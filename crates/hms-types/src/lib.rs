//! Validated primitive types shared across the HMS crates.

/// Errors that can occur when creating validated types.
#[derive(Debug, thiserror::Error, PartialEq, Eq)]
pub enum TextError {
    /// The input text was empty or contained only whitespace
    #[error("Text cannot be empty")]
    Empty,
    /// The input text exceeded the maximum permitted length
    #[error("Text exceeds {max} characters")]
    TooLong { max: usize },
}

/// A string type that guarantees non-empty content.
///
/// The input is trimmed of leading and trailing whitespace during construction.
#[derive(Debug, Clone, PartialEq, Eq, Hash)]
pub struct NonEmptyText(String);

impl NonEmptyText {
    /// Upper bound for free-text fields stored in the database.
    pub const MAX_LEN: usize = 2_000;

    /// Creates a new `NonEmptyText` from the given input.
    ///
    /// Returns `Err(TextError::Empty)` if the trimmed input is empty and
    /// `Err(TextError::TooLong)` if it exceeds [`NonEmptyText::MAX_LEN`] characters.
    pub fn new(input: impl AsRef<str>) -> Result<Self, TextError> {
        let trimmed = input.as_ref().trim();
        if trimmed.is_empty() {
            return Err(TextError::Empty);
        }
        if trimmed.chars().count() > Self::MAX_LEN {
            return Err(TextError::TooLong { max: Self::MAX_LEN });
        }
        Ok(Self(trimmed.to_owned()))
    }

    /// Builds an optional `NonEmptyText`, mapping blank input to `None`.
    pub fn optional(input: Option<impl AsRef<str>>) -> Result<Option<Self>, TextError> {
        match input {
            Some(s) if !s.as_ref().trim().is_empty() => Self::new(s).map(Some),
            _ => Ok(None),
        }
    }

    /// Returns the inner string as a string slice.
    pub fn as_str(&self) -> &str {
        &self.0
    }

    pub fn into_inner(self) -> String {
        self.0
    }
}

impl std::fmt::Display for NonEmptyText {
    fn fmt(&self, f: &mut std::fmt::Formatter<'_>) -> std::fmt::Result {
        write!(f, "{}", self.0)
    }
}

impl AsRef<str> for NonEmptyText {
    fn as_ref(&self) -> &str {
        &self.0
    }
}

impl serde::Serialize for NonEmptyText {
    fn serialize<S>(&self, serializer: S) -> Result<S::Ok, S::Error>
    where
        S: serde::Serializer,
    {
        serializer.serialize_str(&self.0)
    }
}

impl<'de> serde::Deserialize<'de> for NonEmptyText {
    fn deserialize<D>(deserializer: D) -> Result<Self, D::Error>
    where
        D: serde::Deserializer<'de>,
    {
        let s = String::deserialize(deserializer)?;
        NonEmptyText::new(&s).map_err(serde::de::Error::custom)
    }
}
********************
What the exercise asks: Repeat, word for word, every line from the line that contains "fn serialize<S>(&self, serializer: S)" to the end of the entries; include both of those lines and no others.

Answer for the task:
    fn serialize<S>(&self, serializer: S) -> Result<S::Ok, S::Error>
    where
        S: serde::Serializer,
    {
        serializer.serialize_str(&self.0)
    }
}

impl<'de> serde::Deserialize<'de> for NonEmptyText {
    fn deserialize<D>(deserializer: D) -> Result<Self, D::Error>
    where
        D: serde::Deserializer<'de>,
    {
        let s = String::deserialize(deserializer)?;
        NonEmptyText::new(&s).map_err(serde::de::Error::custom)
    }
}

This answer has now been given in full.